Collection entries

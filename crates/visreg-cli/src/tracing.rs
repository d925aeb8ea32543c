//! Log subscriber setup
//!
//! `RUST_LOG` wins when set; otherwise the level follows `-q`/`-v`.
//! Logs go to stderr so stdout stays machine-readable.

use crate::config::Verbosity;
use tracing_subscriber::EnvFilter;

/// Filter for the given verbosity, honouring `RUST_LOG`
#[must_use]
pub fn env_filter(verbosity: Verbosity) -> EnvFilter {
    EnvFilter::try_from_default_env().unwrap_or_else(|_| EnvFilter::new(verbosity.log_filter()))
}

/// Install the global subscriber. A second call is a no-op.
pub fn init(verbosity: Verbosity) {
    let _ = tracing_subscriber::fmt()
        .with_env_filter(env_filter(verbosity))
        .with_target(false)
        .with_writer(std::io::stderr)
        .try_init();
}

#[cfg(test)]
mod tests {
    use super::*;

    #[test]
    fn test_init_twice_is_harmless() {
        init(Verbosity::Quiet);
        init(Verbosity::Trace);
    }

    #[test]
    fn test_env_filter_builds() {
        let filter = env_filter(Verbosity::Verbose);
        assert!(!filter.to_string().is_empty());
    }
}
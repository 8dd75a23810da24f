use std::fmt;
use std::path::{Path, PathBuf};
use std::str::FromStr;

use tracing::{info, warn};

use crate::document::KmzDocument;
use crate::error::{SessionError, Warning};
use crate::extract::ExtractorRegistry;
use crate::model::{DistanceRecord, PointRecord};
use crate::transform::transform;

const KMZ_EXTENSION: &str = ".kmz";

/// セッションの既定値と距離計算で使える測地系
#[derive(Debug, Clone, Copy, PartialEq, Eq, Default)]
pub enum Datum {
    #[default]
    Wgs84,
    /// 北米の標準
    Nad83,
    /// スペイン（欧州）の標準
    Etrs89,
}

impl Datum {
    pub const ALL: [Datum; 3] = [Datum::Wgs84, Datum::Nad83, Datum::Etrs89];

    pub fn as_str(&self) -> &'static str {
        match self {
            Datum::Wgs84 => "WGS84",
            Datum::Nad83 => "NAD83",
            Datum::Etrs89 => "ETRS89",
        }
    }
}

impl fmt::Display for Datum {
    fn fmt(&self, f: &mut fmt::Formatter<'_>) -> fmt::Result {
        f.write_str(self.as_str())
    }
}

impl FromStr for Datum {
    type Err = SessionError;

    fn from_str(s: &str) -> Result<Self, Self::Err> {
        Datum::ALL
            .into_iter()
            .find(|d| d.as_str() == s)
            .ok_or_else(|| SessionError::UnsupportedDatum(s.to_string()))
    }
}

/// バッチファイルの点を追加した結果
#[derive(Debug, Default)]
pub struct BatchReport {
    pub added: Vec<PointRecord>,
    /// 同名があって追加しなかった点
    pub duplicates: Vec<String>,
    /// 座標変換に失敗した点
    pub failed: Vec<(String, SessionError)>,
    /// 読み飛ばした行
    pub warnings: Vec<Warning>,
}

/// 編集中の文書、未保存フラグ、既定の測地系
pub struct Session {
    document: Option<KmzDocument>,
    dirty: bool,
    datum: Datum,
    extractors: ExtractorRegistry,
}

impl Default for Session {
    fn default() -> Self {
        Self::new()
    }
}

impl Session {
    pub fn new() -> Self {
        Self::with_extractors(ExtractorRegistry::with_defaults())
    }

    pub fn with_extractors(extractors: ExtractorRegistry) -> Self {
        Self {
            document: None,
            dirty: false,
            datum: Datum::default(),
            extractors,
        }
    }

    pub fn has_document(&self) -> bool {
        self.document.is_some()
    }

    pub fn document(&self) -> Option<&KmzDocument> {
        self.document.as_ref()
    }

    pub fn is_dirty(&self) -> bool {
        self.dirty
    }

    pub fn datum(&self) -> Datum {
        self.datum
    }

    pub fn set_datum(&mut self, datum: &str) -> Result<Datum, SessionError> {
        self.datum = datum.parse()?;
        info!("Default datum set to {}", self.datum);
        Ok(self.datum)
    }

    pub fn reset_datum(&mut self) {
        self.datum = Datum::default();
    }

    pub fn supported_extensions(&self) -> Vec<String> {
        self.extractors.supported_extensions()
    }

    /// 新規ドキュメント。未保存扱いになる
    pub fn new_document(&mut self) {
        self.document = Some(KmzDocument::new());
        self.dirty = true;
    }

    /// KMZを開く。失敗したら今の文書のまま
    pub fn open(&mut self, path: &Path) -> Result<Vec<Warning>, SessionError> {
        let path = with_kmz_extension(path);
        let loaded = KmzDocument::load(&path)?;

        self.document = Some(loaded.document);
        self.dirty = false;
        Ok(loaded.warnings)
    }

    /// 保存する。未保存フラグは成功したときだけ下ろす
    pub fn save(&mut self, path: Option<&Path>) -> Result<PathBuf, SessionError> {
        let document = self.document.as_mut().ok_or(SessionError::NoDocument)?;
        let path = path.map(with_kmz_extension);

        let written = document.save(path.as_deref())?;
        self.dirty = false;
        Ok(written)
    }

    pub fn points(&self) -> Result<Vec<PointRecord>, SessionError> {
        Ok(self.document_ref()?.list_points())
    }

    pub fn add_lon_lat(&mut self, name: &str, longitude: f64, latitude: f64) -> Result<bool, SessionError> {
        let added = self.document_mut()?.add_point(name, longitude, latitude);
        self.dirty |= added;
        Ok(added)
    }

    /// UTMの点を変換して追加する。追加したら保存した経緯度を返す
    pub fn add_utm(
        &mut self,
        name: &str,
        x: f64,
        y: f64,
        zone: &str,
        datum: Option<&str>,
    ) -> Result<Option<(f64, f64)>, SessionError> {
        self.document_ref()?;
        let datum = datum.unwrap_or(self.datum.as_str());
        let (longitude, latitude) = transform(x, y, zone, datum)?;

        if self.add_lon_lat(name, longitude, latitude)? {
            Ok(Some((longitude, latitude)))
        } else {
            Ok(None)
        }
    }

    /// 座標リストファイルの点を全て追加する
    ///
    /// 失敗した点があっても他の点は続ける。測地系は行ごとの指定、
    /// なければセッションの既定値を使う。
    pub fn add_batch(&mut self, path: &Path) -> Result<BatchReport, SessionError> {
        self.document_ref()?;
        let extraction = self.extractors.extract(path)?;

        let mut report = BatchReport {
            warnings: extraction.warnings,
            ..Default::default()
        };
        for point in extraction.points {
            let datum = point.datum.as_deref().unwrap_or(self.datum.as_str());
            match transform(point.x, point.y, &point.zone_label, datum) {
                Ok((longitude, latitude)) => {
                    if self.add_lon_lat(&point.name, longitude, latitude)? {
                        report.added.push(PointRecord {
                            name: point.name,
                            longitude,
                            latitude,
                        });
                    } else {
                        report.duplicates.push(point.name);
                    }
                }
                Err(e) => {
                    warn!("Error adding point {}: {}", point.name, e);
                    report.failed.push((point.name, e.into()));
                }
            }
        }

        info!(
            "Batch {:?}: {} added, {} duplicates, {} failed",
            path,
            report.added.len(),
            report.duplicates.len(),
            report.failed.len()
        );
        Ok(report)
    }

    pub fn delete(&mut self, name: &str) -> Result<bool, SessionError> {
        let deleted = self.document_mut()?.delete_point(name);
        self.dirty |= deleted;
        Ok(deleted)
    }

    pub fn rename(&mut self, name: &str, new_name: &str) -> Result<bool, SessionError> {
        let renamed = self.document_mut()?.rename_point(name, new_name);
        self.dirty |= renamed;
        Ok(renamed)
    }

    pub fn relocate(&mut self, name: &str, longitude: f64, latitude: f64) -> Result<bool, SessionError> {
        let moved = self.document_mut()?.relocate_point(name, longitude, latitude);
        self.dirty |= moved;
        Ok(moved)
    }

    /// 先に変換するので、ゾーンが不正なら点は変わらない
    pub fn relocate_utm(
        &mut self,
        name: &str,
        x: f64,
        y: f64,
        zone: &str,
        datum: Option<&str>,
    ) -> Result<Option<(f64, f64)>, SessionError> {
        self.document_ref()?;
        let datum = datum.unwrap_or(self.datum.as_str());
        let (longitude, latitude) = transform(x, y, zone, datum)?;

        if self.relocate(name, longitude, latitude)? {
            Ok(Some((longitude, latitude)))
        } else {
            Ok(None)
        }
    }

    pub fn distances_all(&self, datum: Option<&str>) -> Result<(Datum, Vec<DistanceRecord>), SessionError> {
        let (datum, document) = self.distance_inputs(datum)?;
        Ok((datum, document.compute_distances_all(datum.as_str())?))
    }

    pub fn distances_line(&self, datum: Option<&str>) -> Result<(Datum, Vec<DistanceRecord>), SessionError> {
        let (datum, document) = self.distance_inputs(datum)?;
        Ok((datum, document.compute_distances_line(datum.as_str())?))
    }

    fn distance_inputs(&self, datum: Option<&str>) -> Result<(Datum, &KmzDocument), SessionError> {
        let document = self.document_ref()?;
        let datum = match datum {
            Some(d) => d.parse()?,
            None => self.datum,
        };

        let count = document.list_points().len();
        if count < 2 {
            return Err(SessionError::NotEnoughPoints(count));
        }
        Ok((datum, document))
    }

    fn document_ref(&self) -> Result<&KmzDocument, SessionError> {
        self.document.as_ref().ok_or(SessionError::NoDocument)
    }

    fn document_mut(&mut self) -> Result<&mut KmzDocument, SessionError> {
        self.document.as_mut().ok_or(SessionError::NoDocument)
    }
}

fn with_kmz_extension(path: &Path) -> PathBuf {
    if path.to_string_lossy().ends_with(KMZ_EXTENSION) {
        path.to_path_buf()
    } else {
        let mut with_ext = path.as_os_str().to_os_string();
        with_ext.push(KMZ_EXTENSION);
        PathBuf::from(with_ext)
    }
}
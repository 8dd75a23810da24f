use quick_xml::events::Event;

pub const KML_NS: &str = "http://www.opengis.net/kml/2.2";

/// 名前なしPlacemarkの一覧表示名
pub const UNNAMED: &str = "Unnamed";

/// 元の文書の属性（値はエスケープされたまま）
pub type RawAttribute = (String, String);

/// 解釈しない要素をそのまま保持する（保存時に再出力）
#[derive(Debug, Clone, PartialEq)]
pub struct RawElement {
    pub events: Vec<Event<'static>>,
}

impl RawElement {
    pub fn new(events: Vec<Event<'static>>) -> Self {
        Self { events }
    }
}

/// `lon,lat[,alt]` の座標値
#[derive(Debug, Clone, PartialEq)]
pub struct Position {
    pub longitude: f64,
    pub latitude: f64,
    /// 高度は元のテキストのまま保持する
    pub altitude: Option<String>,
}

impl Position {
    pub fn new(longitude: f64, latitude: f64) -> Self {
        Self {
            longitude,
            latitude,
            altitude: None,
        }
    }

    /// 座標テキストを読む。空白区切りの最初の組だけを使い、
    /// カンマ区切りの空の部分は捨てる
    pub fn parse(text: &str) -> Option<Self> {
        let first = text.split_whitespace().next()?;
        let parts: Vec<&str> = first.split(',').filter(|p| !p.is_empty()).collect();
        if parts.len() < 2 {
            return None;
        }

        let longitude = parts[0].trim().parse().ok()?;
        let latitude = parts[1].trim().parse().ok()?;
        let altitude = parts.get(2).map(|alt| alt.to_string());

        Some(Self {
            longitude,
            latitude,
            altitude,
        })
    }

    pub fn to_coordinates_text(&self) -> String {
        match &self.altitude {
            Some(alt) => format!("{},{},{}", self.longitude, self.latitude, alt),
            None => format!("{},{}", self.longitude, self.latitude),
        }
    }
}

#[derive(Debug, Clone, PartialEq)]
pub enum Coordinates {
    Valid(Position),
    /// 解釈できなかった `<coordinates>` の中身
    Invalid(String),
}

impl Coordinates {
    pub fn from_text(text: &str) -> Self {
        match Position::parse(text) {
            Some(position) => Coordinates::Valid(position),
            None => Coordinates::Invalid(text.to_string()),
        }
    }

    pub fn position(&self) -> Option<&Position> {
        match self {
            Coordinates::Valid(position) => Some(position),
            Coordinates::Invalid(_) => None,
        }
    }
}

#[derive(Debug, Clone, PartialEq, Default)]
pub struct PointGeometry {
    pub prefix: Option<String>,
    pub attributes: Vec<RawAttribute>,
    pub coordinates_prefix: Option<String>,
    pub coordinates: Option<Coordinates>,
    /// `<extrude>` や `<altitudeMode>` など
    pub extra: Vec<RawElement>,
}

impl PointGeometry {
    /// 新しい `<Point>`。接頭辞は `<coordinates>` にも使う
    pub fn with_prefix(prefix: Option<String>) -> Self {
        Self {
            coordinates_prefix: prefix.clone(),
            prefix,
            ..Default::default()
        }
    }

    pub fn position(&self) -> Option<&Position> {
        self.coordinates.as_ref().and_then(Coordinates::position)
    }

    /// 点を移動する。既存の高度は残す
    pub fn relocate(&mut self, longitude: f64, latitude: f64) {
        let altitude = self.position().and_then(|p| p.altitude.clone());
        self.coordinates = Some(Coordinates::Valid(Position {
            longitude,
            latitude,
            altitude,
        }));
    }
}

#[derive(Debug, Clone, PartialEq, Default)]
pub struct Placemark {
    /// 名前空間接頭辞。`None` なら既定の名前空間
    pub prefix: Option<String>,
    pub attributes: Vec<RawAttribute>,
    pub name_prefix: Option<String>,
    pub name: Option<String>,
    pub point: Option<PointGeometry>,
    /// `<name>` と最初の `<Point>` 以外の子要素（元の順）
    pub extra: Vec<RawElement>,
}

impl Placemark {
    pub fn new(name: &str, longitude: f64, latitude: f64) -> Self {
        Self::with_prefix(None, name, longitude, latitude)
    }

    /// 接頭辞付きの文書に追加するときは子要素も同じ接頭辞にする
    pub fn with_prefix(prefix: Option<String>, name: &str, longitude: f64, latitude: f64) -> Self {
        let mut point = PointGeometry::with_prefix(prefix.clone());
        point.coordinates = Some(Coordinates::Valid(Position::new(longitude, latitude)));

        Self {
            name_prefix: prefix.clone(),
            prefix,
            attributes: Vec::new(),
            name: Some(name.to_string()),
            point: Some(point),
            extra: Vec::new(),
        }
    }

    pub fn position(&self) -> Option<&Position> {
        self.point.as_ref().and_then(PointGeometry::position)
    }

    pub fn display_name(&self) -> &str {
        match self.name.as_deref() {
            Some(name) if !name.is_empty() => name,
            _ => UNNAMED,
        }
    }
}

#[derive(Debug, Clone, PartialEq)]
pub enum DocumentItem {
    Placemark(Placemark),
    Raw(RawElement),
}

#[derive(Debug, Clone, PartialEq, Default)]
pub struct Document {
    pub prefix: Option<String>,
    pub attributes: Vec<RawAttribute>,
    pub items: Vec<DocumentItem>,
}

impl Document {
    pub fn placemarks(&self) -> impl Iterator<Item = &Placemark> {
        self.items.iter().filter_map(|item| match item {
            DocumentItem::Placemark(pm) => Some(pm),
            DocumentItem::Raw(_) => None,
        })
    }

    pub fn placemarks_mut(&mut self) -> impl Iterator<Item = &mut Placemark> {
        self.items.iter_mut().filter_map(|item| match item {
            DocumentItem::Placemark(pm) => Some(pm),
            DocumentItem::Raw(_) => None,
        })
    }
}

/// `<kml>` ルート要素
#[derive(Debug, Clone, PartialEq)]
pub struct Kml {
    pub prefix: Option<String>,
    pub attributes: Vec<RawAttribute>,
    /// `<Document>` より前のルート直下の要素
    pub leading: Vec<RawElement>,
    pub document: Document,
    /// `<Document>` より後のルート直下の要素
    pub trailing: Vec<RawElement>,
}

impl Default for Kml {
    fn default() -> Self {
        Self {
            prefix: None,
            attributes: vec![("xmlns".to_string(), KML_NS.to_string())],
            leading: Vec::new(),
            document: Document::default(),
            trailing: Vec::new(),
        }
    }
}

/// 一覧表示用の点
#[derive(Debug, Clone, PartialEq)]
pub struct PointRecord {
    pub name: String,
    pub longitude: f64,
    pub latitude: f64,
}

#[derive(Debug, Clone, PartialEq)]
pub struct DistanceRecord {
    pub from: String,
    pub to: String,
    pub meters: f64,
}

**EXERCISE DIRECTIONS**
Output exactly the leading lines of the data, up to and including the line marked by "stdout stays machine-readable.".

**REPLY**
filename crates/visreg-cli/src/tracing.rs
repository d925aeb8ea32543c
//! Log subscriber setup
//!
//! `RUST_LOG` wins when set; otherwise the level follows `-q`/`-v`.
//! Logs go to stderr so stdout stays machine-readable.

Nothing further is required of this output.